In conversational Persian, long vowels are almost simplified to be easier to pronounce. For instance, the words ending with /ɒːn/ or /ɒːm/ are simplified to /uːn/ and /uːm/ respectively. Some examples are mentioned in table 1.
Persian written |
IPA written |
IPA spoken |
خبرخوان |
xabarxɒːn |
xabarxuːn |
مسلمان |
mosalmɒːn |
mosalmuːn |
There is also a very frequent object marker /rɒː/ which in spoken form is normally pronounced as /ro/ or even simpler /o/ attached to the end of the object. Some examples are presented in table2.
Persian written |
IPA written |
IPA spoken |
سیب را خوردم |
sib rɒː xordam |
sibo xordam |
حرف خود را زد |
harfe xod ra zad |
harfe xodesho zad |
Some prepositions usually are removed during daily Persian conversations.
Persian written |
IPA written |
Persian spoken |
IPA spoken |
در را زدم |
dar rɒː zadam |
در زدم |
dar zadam |
هر کدام از ما |
har kodɒːm az mɒː |
هر کدوم ما |
har koduːme mɒː |
This happens in English too. So it falls beyond the purpose of this article, skip it!
Formal, normally written |
Less formal, more used in speech |
نوشیدم |
خوردم |
افزود |
اضافه کرد |
پیشین |
قبلی |
To construct a future verb tense, a specific form of the word "خواستن" is used, for example, "خواهم خورد" which means "I will eat" However since its pronunciation is relatively hard, Persian speakers usually change it to "میخورم" which indeed is another tense: present continuous. In other words, "میخورم" is used in conversations both for the future and for present continuous. Native speakers disambiguate these two forms using other clues in the context. Thus NLU unit must be capable of distinguishing this type of verb tense. Similarly, NLG must be capable of including some clues in the produced sentence to clarify the desired meaning for the listener.
Another problem is that in written Persian, most of the vowels are omitted most of the time. While in English vowels are represented with separate independent letters, in Persian they are said but normally omitted in writing. This omission leads some different words in speech to take the same form in the text. For example, for "wrestling" and "ship", the Persian speakers say 'koshti' and 'keshti' respectively. The written representation of them are "کُشتی" and "کِشتی" in the same respect, however in most KB's, both words are written in the same form: "کشتی", the signs "-ُ" (= o) and "-ِ" (= e) are omitted. Thus a case of ambiguity happens here and NLU must be robust enough to overcome such cases and understand the desired meaning. Not only NLU, but also SLG must be aware of vagueness sources to avoid them and produce clear sentences.
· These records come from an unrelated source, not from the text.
//! Abstract timer scheduling.
//!
//! Replaces ad-hoc `setTimeout`/`setInterval`-style timers with a small
//! trait the Batcher and Dispatcher consume. Production wiring uses
//! [`TokioScheduler`]; tests that need deterministic control over elapsed
//! time use [`VirtualScheduler`] instead of sleeping in wall-clock time.

use std::collections::BTreeMap;
use std::sync::atomic::{AtomicU64, Ordering};
use std::sync::{Arc, Mutex};
use std::time::Duration;

use tokio::task::JoinHandle;

/// Opaque handle returned by [`Scheduler::schedule`]; pass to `cancel` to
/// abort a pending task before it fires.
#[derive(Debug, Clone, Copy, PartialEq, Eq, Hash)]
pub struct TimerHandle(u64);

pub trait Scheduler: Send + Sync {
    /// Schedule `task` to run after `after` elapses. Returns a handle usable
    /// with `cancel`.
    fn schedule(&self, after: Duration, task: Box<dyn FnOnce() + Send>) -> TimerHandle;

    /// Cancel a previously scheduled task. A no-op if it already fired or was
    /// already cancelled.
    fn cancel(&self, handle: TimerHandle);
}

/// Production scheduler backed by the Tokio timer wheel.
#[derive(Default)]
pub struct TokioScheduler {
    next_id: AtomicU64,
    handles: Mutex<BTreeMap<u64, JoinHandle<()>>>,
}

impl TokioScheduler {
    pub fn new() -> Self {
        Self::default()
    }
}

impl Scheduler for TokioScheduler {
    fn schedule(&self, after: Duration, task: Box<dyn FnOnce() + Send>) -> TimerHandle {
        let id = self.next_id.fetch_add(1, Ordering::Relaxed);
        let join = tokio::spawn(async move {
            tokio::time::sleep(after).await;
            task();
        });
        self.handles.lock().unwrap().insert(id, join);
        TimerHandle(id)
    }

    fn cancel(&self, handle: TimerHandle) {
        if let Some(join) = self.handles.lock().unwrap().remove(&handle.0) {
            join.abort();
        }
    }
}

/// Test double with a manually-advanced clock. `advance` runs every task
/// whose deadline has elapsed, in deadline order.
pub struct VirtualScheduler {
    now: Mutex<Duration>,
    next_id: AtomicU64,
    pending: Mutex<BTreeMap<u64, (Duration, Option<Box<dyn FnOnce() + Send>>)>>,
}

impl Default for VirtualScheduler {
    fn default() -> Self {
        Self {
            now: Mutex::new(Duration::ZERO),
            next_id: AtomicU64::new(0),
            pending: Mutex::new(BTreeMap::new()),
        }
    }
}

impl VirtualScheduler {
    pub fn new() -> Arc<Self> {
        Arc::new(Self::default())
    }

    pub fn now(&self) -> Duration {
        *self.now.lock().unwrap()
    }

    /// Advance the virtual clock by `delta`, firing every task whose
    /// deadline has been reached, in deadline order.
    pub fn advance(&self, delta: Duration) {
        let target = {
            let mut now = self.now.lock().unwrap();
            *now += delta;
            *now
        };

        let mut due: Vec<(u64, Duration, Box<dyn FnOnce() + Send>)> = Vec::new();
        {
            let mut pending = self.pending.lock().unwrap();
            let ready_ids: Vec<u64> = pending
                .iter()
                .filter(|(_, (deadline, task))| *deadline <= target && task.is_some())
                .map(|(id, _)| *id)
                .collect();
            for id in ready_ids {
                if let Some((deadline, task_slot)) = pending.get_mut(&id) {
                    if let Some(task) = task_slot.take() {
                        due.push((id, *deadline, task));
                    }
                }
                pending.remove(&id);
            }
        }
        due.sort_by_key(|(_, deadline, _)| *deadline);
        for (_, _, task) in due {
            task();
        }
    }
}

impl Scheduler for VirtualScheduler {
    fn schedule(&self, after: Duration, task: Box<dyn FnOnce() + Send>) -> TimerHandle {
        let id = self.next_id.fetch_add(1, Ordering::Relaxed);
        let deadline = self.now() + after;
        self.pending
            .lock()
            .unwrap()
            .insert(id, (deadline, Some(task)));
        TimerHandle(id)
    }

    fn cancel(&self, handle: TimerHandle) {
        self.pending.lock().unwrap().remove(&handle.0);
    }
}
There are some distinct letters that are pronounced the same, leading to another source of ambiguity. For instance, "قالب" (form/shape) and "غالب" (majority) both are pronounced "qaleb". Another case is "حیات" (life) and "حیاط" (yard) where both are said colloquially as 'hajat'.
Unlike English in which interrogative sentences are quite distinguished from declarative ones, by replacing verb and subject, in Persian the same sequence of words can be used for both types; with the only difference that interrogative form is pronounced with a different intonation. For example, these two sentences are written
Declarative |
من سیبو خوردم |
I ate the apple. |
Interrogative |
من سیبو خوردم؟ |
Did I eat the apple? |
As you can see, both normal and questioning sentences are written with the same sequence of words, but the question is pronounced with an increasing intonation. Thus this makes the task of ASR together with TTS harder to distinguish between these two.
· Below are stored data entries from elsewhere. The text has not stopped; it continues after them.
impl<Sink: SettlementSink> ChannelManager<Sink> {
    pub fn new(sink: Sink, retry_policy: RetryPolicy) -> Self {
        Self::with_limits(sink, retry_policy, WithdrawalLimits::default())
    }

    pub fn with_limits(sink: Sink, retry_policy: RetryPolicy, limits: WithdrawalLimits) -> Self {
        Self {
            channels: DashMap::new(),
            sink,
            retry_policy,
            limits,
            daily_withdrawn: Mutex::new((Utc::now().date_naive(), 0)),
            counters: ChannelCounters::default(),
        }
    }

    /// Checks the settlement amount against the per-transaction cap and
    /// reserves it against the rolling daily cap, rolling the daily counter
    /// over at UTC midnight. Reserves the full amount up front so concurrent
    /// settlements can't both observe headroom and jointly overshoot the cap.
    fn check_and_reserve_withdrawal(&self, amount: u64) -> Result<(), ChannelError> {
        if amount > self.limits.per_transaction {
            return Err(ChannelError::PerTransactionLimitExceeded {
                attempted: amount,
                limit: self.limits.per_transaction,
            });
        }
        let today = Utc::now().date_naive();
        let mut guard = self.daily_withdrawn.lock().unwrap();
        let (day, total) = &mut *guard;
        if *day != today {
            *day = today;
            *total = 0;
        }
        let remaining = self.limits.daily.saturating_sub(*total);
        if amount > remaining {
            return Err(ChannelError::DailyLimitExceeded {
                attempted: amount,
                remaining,
                limit: self.limits.daily,
            });
        }
        *total += amount;
        Ok(())
    }

    /// Creates an open channel with the given initial balance split.
    pub fn open(&self, params: ChannelParams) -> Result<String, ChannelError> {
        if params.initial_local_balance + params.initial_remote_balance > params.max_balance {
            return Err(ChannelError::InvalidParams(
                "initial balances exceed max_balance".into(),
            ));
        }
        if params.rate_per_block == 0 {
            return Err(ChannelError::InvalidParams("rate_per_block must be nonzero".into()));
        }
        let channel_id = params.channel_id.clone();
        match self.channels.entry(channel_id.clone()) {
            Entry::Occupied(_) => Err(ChannelError::DuplicateChannel(channel_id)),
            Entry::Vacant(vac) => {
                vac.insert(Channel::from_params(params));
                self.counters.opened.fetch_add(1, Ordering::Relaxed);
                crate::metrics::record_channel_opened();
                self.publish_open_channel_gauges();
                Ok(channel_id)
            }
        }
    }

    /// Refreshes the per-status open-channel gauges. Called after every
    /// status transition; cost is linear in channel count, acceptable at
    /// metrics-reporting frequency.
    fn publish_open_channel_gauges(&self) {
        let mut counts: HashMap<&'static str, i64> = HashMap::from([
            ("open", 0),
            ("paused", 0),
            ("settling", 0),
            ("closed", 0),
        ]);
        for entry in self.channels.iter() {
            let key = match entry.value().status {
                ChannelStatus::Open => "open",
                ChannelStatus::Paused => "paused",
                ChannelStatus::Settling => "settling",
                ChannelStatus::Closed => "closed",
            };
            *counts.get_mut(key).unwrap() += 1;
        }
        for (status, count) in counts {
            crate::metrics::set_open_channels(status, count);
        }
    }

    /// Atomically checks local-balance and block-index monotonicity, then
    /// applies the balance delta. Totally ordered per channel via the
    /// dashmap shard guard.
    pub fn admit_payment(&self, channel_id: &str, amount: u64, block_index: u64) -> Result<(), ChannelError> {
        let mut entry = self
            .channels
            .get_mut(channel_id)
            .ok_or_else(|| ChannelError::UnknownChannel(channel_id.to_string()))?;

        match entry.status {
            ChannelStatus::Paused => {
                return Err(ChannelError::ChannelPaused(channel_id.to_string()));
            }
            ChannelStatus::Closed | ChannelStatus::Settling => {
                return Err(ChannelError::ChannelClosed(channel_id.to_string()));
            }
            ChannelStatus::Open => {}
        }

        if let Some(last) = entry.last_settled_block_index {
            if block_index <= last {
                self.counters.rejected.fetch_add(1, Ordering::Relaxed);
                crate::metrics::record_payment_rejected("nonmonotonic_block");
                tracing::warn!(channel_id, got = block_index, last_settled = last, "nonmonotonic block index");
                return Err(ChannelError::NonMonotonicBlock { got: block_index, last_settled: last });
            }
        }

        if amount > entry.local_balance {
            self.counters.rejected.fetch_add(1, Ordering::Relaxed);
            crate::metrics::record_payment_rejected("insufficient_balance");
            tracing::warn!(channel_id, have = entry.local_balance, need = amount, "insufficient balance");
            return Err(ChannelError::InsufficientBalance {
                have: entry.local_balance,
                need: amount,
            });
        }

        entry.local_balance -= amount;
        entry.remote_balance += amount;
        entry.last_settled_block_index = Some(block_index);
        self.counters.admitted.fetch_add(1, Ordering::Relaxed);
        crate::metrics::record_payment_admitted("open");

        tracing::debug!(
            channel_id,
            amount,
            block_index,
            local_balance = entry.local_balance,
            remote_balance = entry.remote_balance,
            "payment admitted"
        );

        Ok(())
    }

    pub fn pause(&self, channel_id: &str) -> Result<(), ChannelError> {
        let mut entry = self
            .channels
            .get_mut(channel_id)
            .ok_or_else(|| ChannelError::UnknownChannel(channel_id.to_string()))?;
        let result = match entry.status {
            ChannelStatus::Open => {
                entry.status = ChannelStatus::Paused;
                Ok(())
            }
            ChannelStatus::Paused => Ok(()),
            _ => Err(ChannelError::ChannelClosed(channel_id.to_string())),
        };
        drop(entry);
        self.publish_open_channel_gauges();
        result
    }

    pub fn resume(&self, channel_id: &str) -> Result<(), ChannelError> {
        let mut entry = self
            .channels
            .get_mut(channel_id)
            .ok_or_else(|| ChannelError::UnknownChannel(channel_id.to_string()))?;
        let result = match entry.status {
            ChannelStatus::Paused => {
                entry.status = ChannelStatus::Open;
                Ok(())
            }
            ChannelStatus::Open => Ok(()),
            _ => Err(ChannelError::ChannelClosed(channel_id.to_string())),
        };
        drop(entry);
        self.publish_open_channel_gauges();
        result
    }

    /// Returns a snapshot; never mutates.
    pub fn status(&self, channel_id: &str) -> Result<ChannelSnapshot, ChannelError> {
        self.channels
            .get(channel_id)
            .map(|c| c.clone())
            .ok_or_else(|| ChannelError::UnknownChannel(channel_id.to_string()))
    }

    pub fn snapshot_all(&self) -> Vec<ChannelSnapshot> {
        self.channels.iter().map(|e| e.value().clone()).collect()
    }

    pub fn list_by_status(&self, status: ChannelStatus) -> Vec<ChannelSnapshot> {
        self.channels
            .iter()
            .filter(|e| e.value().status == status)
            .map(|e| e.value().clone())
            .collect()
    }

    /// Transitions to settling, requests settlement via the `SettlementSink`
    /// with retry-with-backoff on retryable Dispatcher errors, then
    /// transitions to closed.
    pub async fn settle(&self, channel_id: &str) -> Result<String, ChannelError> {
        let (local_address, remote_address, local_amount, remote_amount) = {
            let mut entry = self
                .channels
                .get_mut(channel_id)
                .ok_or_else(|| ChannelError::UnknownChannel(channel_id.to_string()))?;
            match entry.status {
                ChannelStatus::Closed => return Err(ChannelError::ChannelClosed(channel_id.to_string())),
                ChannelStatus::Settling => return Err(ChannelError::ChannelClosed(channel_id.to_string())),
                _ => {}
            }
            let withdrawal_total = entry.local_balance + entry.remote_balance;
            self.check_and_reserve_withdrawal(withdrawal_total)?;
            entry.status = ChannelStatus::Settling;
            (
                entry.local_address.clone(),
                entry.remote_address.clone(),
                entry.local_balance,
                entry.remote_balance,
            )
        };
        self.publish_open_channel_gauges();

        let mut attempt = 0u32;
        let mut last_error = None;
        loop {
            match self
                .sink
                .settle_channel(channel_id, &local_address, local_amount, &remote_address, remote_amount)
                .await
            {
                Ok(settlement_id) => {
                    if let Some(mut entry) = self.channels.get_mut(channel_id) {
                        entry.status = ChannelStatus::Closed;
                    }
                    self.counters.settled.fetch_add(1, Ordering::Relaxed);
                    crate::metrics::record_settlement(true);
                    self.publish_open_channel_gauges();
                    return Ok(settlement_id);
                }
                Err(err) if err.is_retryable() && attempt < self.retry_policy.max_retries => {
                    last_error = Some(err);
                    let backoff = self.retry_policy.base_backoff * 2u32.pow(attempt);
                    tokio::time::sleep(backoff).await;
                    attempt += 1;
                }
                Err(err) => {
                    // Channel state is never mutated speculatively: it stays
                    // `Settling` so an operator can retry settlement later
                    // rather than silently reopening it.
                    crate::metrics::record_settlement(false);
                    return Err(ChannelError::SettlementFailed(format!(
                        "{err} (after {attempt} retries, last: {:?})",
                        last_error
                    )));
                }
            }
        }
    }
}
In contrast to English in which the position of POS tags are fixed within the sentences, in colloquial Persian words can appear in almost any order. Words that take precedence convey more emphasis in meaning.
من پنجره رو دیشب تو شرکت حتما بستم
پنجره رو من دیشب تو شرکت حتما بستم
دیشب من پنجره رو تو شرکت حتما بستم
بستم من پنجره رو دیشب تو شرکت حتما
حتما من پنجره رو دیشب تو شرکت بستم
...
Here some cultural differences between English and Persian speakers are mentioned. For more insight about this, the interested reader is referred to [1].
-
- 1.2.1. Taarof
It's quite usual in Iranian culture to say something whilst it is not the real intention of the speaker. This is known in Iranian culture as "Taarof". For example, if both sides of the conversation agree to start reading a poem, the user may say "you first" as a polite suggestion to the other side to take precedence. However, if a robot does not take the Iranian culture into account and start reading immediately, it ignores the expected behaviour. Repeated over time, such reactions make a negative impression. Instead, it's expected from the other side to say "no, you first please" even though it isn't the real intention.
-
- 1.2.2. Compliments
“Another example of a Persian taboo is complimenting a man on his wife’s looks. The remark "You have a lovely wife." or "Your wife is very beautiful." would be regarded as almost indecent by many Iranians. Yet the same compliment would be considered perfectly natural and even highly appreciated by Westerners.” [1]
-
- 1.2.3. Addressing people
Unlike English, in which it's common to call almost everybody with their first name, in Iranian culture, it's interpreted as impoliteness especially in some situations. As an instance, it's unaccepted for a child or student to call their parents or teacher by their first name. Disobeying these rules might lead the conversation robot to be seen as unnatural, rude, or at least ignorant.
- 1.3. Other challenges
- 1.3.1. Mixed words from English
Persian speakers are increasingly using English words in their speech. In the ASR phase, there is no problem, we transform the signal from utterance into its equivalent written form in Persian. But in the NLU phase, the Persian form may not be found in any Knowledge Base (KB) or ontology. For instance, the user says the sentence below and ASR produces:
پیج رسمی فرهادی تو اینستاگرام کدومه؟
For the first word (پیج ) we cannot find any entry in KB's such as Persian Wikipedia because it's an imported word from English, ("page") and is not annotated anywhere in Persian KB's.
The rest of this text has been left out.